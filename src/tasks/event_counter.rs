// Copyright (c) 2025 Steve Wagner (ciroque@live.com)
// SPDX-License-Identifier: MIT

use anyhow::Context;
use serde_json::json;

use crate::graph::Payload;
use crate::traits::{Task, TaskContext};

/// Counts the events that reach it: `{"entries": n}` on output 0.
///
/// Counters from several workers merge by summing.
#[derive(Debug, Default)]
pub struct EventCounter;

impl EventCounter {
    pub fn new() -> Self {
        Self
    }
}

impl Task for EventCounter {
    fn create_outputs(&mut self, ctx: &mut TaskContext<'_>) -> anyhow::Result<()> {
        ctx.post(0, Payload::Object(json!({ "entries": 0 })))?;
        Ok(())
    }

    fn exec(&mut self, ctx: &mut TaskContext<'_>) -> anyhow::Result<()> {
        let Payload::Object(value) = ctx.output_mut(0)? else {
            anyhow::bail!("counter output is not an object");
        };
        let entries = value
            .get("entries")
            .and_then(|v| v.as_u64())
            .context("counter output has no 'entries'")?;
        value["entries"] = json!(entries + 1);
        Ok(())
    }
}

/// Read the `entries` field of a counter payload.
pub fn entries(payload: &Payload) -> anyhow::Result<u64> {
    payload
        .as_object()
        .and_then(|v| v.get("entries"))
        .and_then(|v| v.as_u64())
        .context("payload is not an event count")
}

- Work task -
Output every line of the listing exactly as written.

- Response to this exercise -
filename src/tasks/event_counter.rs
// Copyright (c) 2025 Steve Wagner (ciroque@live.com)
// SPDX-License-Identifier: MIT

use anyhow::Context;
use serde_json::json;

use crate::graph::Payload;
use crate::traits::{Task, TaskContext};

/// Counts the events that reach it: `{"entries": n}` on output 0.
///
/// Counters from several workers merge by summing.
#[derive(Debug, Default)]
pub struct EventCounter;

impl EventCounter {
    pub fn new() -> Self {
        Self
    }
}

impl Task for EventCounter {
    fn create_outputs(&mut self, ctx: &mut TaskContext<'_>) -> anyhow::Result<()> {
        ctx.post(0, Payload::Object(json!({ "entries": 0 })))?;
        Ok(())
    }

    fn exec(&mut self, ctx: &mut TaskContext<'_>) -> anyhow::Result<()> {
        let Payload::Object(value) = ctx.output_mut(0)? else {
            anyhow::bail!("counter output is not an object");
        };
        let entries = value
            .get("entries")
            .and_then(|v| v.as_u64())
            .context("counter output has no 'entries'")?;
        value["entries"] = json!(entries + 1);
        Ok(())
    }
}

/// Read the `entries` field of a counter payload.
pub fn entries(payload: &Payload) -> anyhow::Result<u64> {
    payload
        .as_object()
        .and_then(|v| v.get("entries"))
        .and_then(|v| v.as_u64())
        .context("payload is not an event count")
}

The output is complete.